Quando si tratta della “A Sulità” a Gratteri, il pensiero non può non andare al cav. I. Scelsi, il quale fu proprio lui a introdurre questo termine (v. Gratteri, nuova edizione, p. 94) con riferimento alla processione del Venerdì Santo, mutuando il termine da tradizione estera, come alterazione nel nostro idioma dello spagnolo “Soledad”. Traduzione immediata – secondo lui – perché “da Soledad a Sulità il passo è breve”.

L’origine spagnola del nome dato alla processione sarebbe dovuta al fatto che «nel 1612, gli Spagnoli, che allora dominavano in Sicilia, introdussero l’usanza di fare, la sera del Venerdì Santo, la processione come si svolgeva a Siviglia e che loro chiamavano appunto “Soledad” dal tipico procedere dei confrati salmodianti, in fila indiana, anziché disposti su due file come nelle altre processioni».

Tutto vero, salvo la ragione del nome, che secondo nostre informazioni andrebbe riferito alla Vergine Madre, rimasta sola dopo la morte del Figlio, che noi chiamiamo la Addolorata.

Gli Spagnoli nel denominare così la processione intendevano rimarcare proprio lo status della Vergine nell’economia della salvezza dopo la morte del Figlio, In uno stato di solitudine, ancor più compartecipe, col suo dolore aggravato per l’appunto da tale stato, dell’atto di amore consumato sulla Croce. Tanto che lo stesso Gesù prima di morire l’aveva raccomandata al discepolo prediletto, Giovanni, pure lui ai piedi della Croce.

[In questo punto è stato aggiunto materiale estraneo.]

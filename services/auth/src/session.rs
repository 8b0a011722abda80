//! Session management
//!
//! Sessions are created at login, looked up on every protected request and
//! removed at logout or when their TTL runs out. Resolution fails open: any
//! problem with the credential or the store yields "no session".

use std::collections::HashMap;
use std::sync::Arc;

use anyhow::Result;
use async_trait::async_trait;
use axum::http::HeaderMap;
use axum_extra::{
    extract::CookieJar,
    headers::{Authorization, HeaderMapExt, authorization::Bearer},
};
use chrono::{Duration, Utc};
use common::cache::RedisPool;
use tokio::sync::RwLock;
use tracing::{info, warn};

use crate::{
    models::{Identity, Session},
    permissions::Role,
    token::{SessionClaims, SessionTokens},
};

/// Storage for active sessions, keyed by session id
#[async_trait]
pub trait SessionStore: Send + Sync {
    async fn put(&self, sid: &str, session: &Session, ttl_seconds: u64) -> Result<()>;
    async fn get(&self, sid: &str) -> Result<Option<Session>>;
    /// Remove a session, returning whether it existed
    async fn remove(&self, sid: &str) -> Result<bool>;
    /// Remove every session of a user, returning how many were removed
    async fn remove_for_user(&self, user_id: &str) -> Result<u64>;
    async fn health_check(&self) -> Result<bool>;
}

/// Sessions kept in Redis with a TTL. Each user also has a set of their
/// session ids under `user_sessions:<user_id>` so they can be revoked together.
#[derive(Clone)]
pub struct RedisSessionStore {
    redis_pool: RedisPool,
}

impl RedisSessionStore {
    pub fn new(redis_pool: RedisPool) -> Self {
        Self { redis_pool }
    }

    fn key(sid: &str) -> String {
        format!("session:{}", sid)
    }

    fn user_key(user_id: &str) -> String {
        format!("user_sessions:{}", user_id)
    }
}

#[async_trait]
impl SessionStore for RedisSessionStore {
    async fn put(&self, sid: &str, session: &Session, ttl_seconds: u64) -> Result<()> {
        self.redis_pool
            .set_json(&Self::key(sid), session, Some(ttl_seconds))
            .await?;
        self.redis_pool
            .add_to_set(&Self::user_key(&session.user_id), sid, ttl_seconds)
            .await
    }

    async fn get(&self, sid: &str) -> Result<Option<Session>> {
        self.redis_pool.get_json(&Self::key(sid)).await
    }

    async fn remove(&self, sid: &str) -> Result<bool> {
        if let Some(session) = self.get(sid).await? {
            self.redis_pool
                .remove_from_set(&Self::user_key(&session.user_id), sid)
                .await?;
        }
        self.redis_pool.delete(&Self::key(sid)).await
    }

    async fn remove_for_user(&self, user_id: &str) -> Result<u64> {
        let user_key = Self::user_key(user_id);
        let mut removed = 0;
        for sid in self.redis_pool.set_members(&user_key).await? {
            if self.redis_pool.delete(&Self::key(&sid)).await? {
                removed += 1;
            }
        }
        self.redis_pool.delete(&user_key).await?;
        Ok(removed)
    }

    async fn health_check(&self) -> Result<bool> {
        self.redis_pool.health_check().await
    }
}

/// Sessions kept in process memory. Expired entries are dropped when read
/// and whenever a new session is stored.
#[derive(Default)]
pub struct MemorySessionStore {
    sessions: RwLock<HashMap<String, Session>>,
}

impl MemorySessionStore {
    pub fn new() -> Self {
        Self::default()
    }
}

#[async_trait]
impl SessionStore for MemorySessionStore {
    async fn put(&self, sid: &str, session: &Session, _ttl_seconds: u64) -> Result<()> {
        let mut sessions = self.sessions.write().await;
        sessions.retain(|_, stored| !stored.is_expired());
        sessions.insert(sid.to_string(), session.clone());
        Ok(())
    }

    async fn get(&self, sid: &str) -> Result<Option<Session>> {
        {
            let sessions = self.sessions.read().await;
            match sessions.get(sid) {
                None => return Ok(None),
                Some(session) if !session.is_expired() => return Ok(Some(session.clone())),
                Some(_) => {}
            }
        }

        self.sessions.write().await.remove(sid);
        Ok(None)
    }

    async fn remove(&self, sid: &str) -> Result<bool> {
        Ok(self.sessions.write().await.remove(sid).is_some())
    }

    async fn remove_for_user(&self, user_id: &str) -> Result<u64> {
        let mut sessions = self.sessions.write().await;
        let before = sessions.len();
        sessions.retain(|_, session| session.user_id != user_id);
        Ok((before - sessions.len()) as u64)
    }

    async fn health_check(&self) -> Result<bool> {
        Ok(true)
    }
}

/// Session settings
#[derive(Debug, Clone)]
pub struct SessionConfig {
    /// Secret used to sign session tokens
    pub secret: String,
    /// Session lifetime in seconds
    pub ttl_seconds: u64,
    /// Name of the cookie carrying the session token
    pub cookie_name: String,
}

/// A freshly created session and the token that refers to it
#[derive(Debug, Clone)]
pub struct IssuedSession {
    pub token: String,
    pub session: Session,
}

/// Creates, resolves and destroys sessions
#[derive(Clone)]
pub struct SessionManager {
    store: Arc<dyn SessionStore>,
    tokens: SessionTokens,
    config: SessionConfig,
}

impl SessionManager {
    pub fn new(store: Arc<dyn SessionStore>, config: SessionConfig) -> Self {
        Self {
            store,
            tokens: SessionTokens::new(&config.secret),
            config,
        }
    }

    pub fn cookie_name(&self) -> &str {
        &self.config.cookie_name
    }

    pub fn ttl_seconds(&self) -> u64 {
        self.config.ttl_seconds
    }

    /// Create a new session for a user
    pub async fn create(&self, user_id: &str, role: Role) -> Result<IssuedSession> {
        let now = Utc::now();
        let expires_at = now + Duration::seconds(self.config.ttl_seconds as i64);
        let sid = SessionTokens::new_session_id();

        let session = Session {
            user_id: user_id.to_string(),
            role,
            expires_at,
            created_at: now,
        };
        self.store
            .put(&sid, &session, self.config.ttl_seconds)
            .await?;

        let token = self.tokens.sign(&SessionClaims {
            sid,
            iat: now.timestamp(),
            exp: expires_at.timestamp(),
        })?;

        info!("Created session for user: {}", user_id);
        Ok(IssuedSession { token, session })
    }

    /// Pull the session token from the cookie, falling back to a bearer
    /// `Authorization` header
    pub fn token_from_headers(&self, headers: &HeaderMap) -> Option<String> {
        let jar = CookieJar::from_headers(headers);
        if let Some(cookie) = jar.get(&self.config.cookie_name) {
            if !cookie.value().is_empty() {
                return Some(cookie.value().to_string());
            }
        }

        headers
            .typed_get::<Authorization<Bearer>>()
            .map(|auth| auth.token().to_string())
            .filter(|token| !token.is_empty())
    }

    /// Resolve the identity behind a request, if any
    pub async fn resolve(&self, headers: &HeaderMap) -> Option<Identity> {
        let token = self.token_from_headers(headers)?;
        self.resolve_token(&token).await
    }

    /// Resolve the identity behind a session token, if any
    pub async fn resolve_token(&self, token: &str) -> Option<Identity> {
        let claims = self.tokens.verify(token).ok()?;

        let session = match self.store.get(&claims.sid).await {
            Ok(Some(session)) => session,
            Ok(None) => return None,
            Err(e) => {
                warn!("Session lookup failed: {}", e);
                return None;
            }
        };

        if session.is_expired() {
            return None;
        }

        Some(session.identity())
    }

    /// Remove the session behind `token`. Invalid tokens are ignored.
    pub async fn destroy(&self, token: &str) -> Result<bool> {
        let Ok(claims) = self.tokens.verify(token) else {
            return Ok(false);
        };

        let removed = self.store.remove(&claims.sid).await?;
        if removed {
            info!("Destroyed session {}", claims.sid);
        }
        Ok(removed)
    }

    /// Remove every session of a user, e.g. after the account is disabled,
    /// demoted or deleted
    pub async fn revoke_user(&self, user_id: &str) -> Result<u64> {
        let removed = self.store.remove_for_user(user_id).await?;
        if removed > 0 {
            info!("Revoked {} sessions of user {}", removed, user_id);
        }
        Ok(removed)
    }

    pub async fn health_check(&self) -> Result<bool> {
        self.store.health_check().await
    }
}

Una solitudine, quella di Maria, rimarcata anche nella nostra processione col collocare la statua dell’Addolorata proprio alla fine del corteo e non dietro l’urna, dove «si collocano il clero, il Sindaco con il consiglio comunale e la banda».

L’equivoco sul nome non avrebbe importanza se – ma questo speriamo non sia il caso nostro – se non si tendesse come di fatto si tende – in queste manifestazioni della Passione e morte del Redentore – come si tende a valorizzare il lato folcloristico. Quale sarebbe anche il caso della esposizione turistica di quei segni che tanto facevano soffrire il nostro Padre Sebastiano da Gratteri.  «Il quale sentì proprio con tutta la veracità e la forza di Francesco l’amore per Cristo flagellato e crocifisso, con la drammaticità di Jacopone la compassione per la Vergine Addolorata»

Del che ci dona testimonianza inoppugnabile Frate Benedetto Passafiume nel suo De origine ecclesiae cephaleditanae, dove leggiamo: «Soprattutto si struggeva d’amore per la passione di Cristo Signore, così che solendo celebrare ogni venerdì la Messa dedicata alla passione del Signore mai riuscì a portarla a termine senza un’abbondante effusione di  lacrime. Lo stesso Redentore una volta volle corrispondere al suo servo con un mirabile segno: quindi nel momento della celebrazione in cui egli invocava l’Agnus Dei, nella specie del pane consacrato il Salvatore si degnò di mostrarsi visibile, col capo coronato di spine, le mani legate e trascinando al collo una orrenda catena di ferro, in quel modo esatto in cui veniva mostrato da pilato ai Giudei che gridavano Crucifige».

Il Passafiume scrive anche della devozione di frate Sebastiano alla Madonna, dalla quale avrebbe ricevuto il conforto di varie apparizioni in momenti difficili, come quando «essendo una volta gravemente infermo e tormentato dall’arsura della febbre …, gli si accostò visibilmente la Madre di Dio in persona recando un’anfora di acqua dalle fonti del Paradiso, bevuta la quale, egli fu liberato dalla febbre».

A prescindere dal credere o meno ai miracoli citati dal Passafiume, che evidentemente vanno letti nell’ottica del genere letterario della agiografia, mi pare che questi dovrebbero essere in primo piano i riferimenti privilegiati della tradizionale pietà gratterese sulla Passione di Cristo, resa concretamente visibile nel culto delle Sante Spine, non secondario a quello dell’Apostolo Giacomo.

Non mi dilungo in merito, perché il mio potrebbe sembrare un rimprovero a coloro che si siano dati da fare perché la tradizione gratterese fosse modello di pietà popolare per i prossimi, i vicini e i lontani di ogni dove. Mentre si tratta soltanto di un richiamo nostalgico di un sopravvissuto al tempo delle troccole al posto delle campane.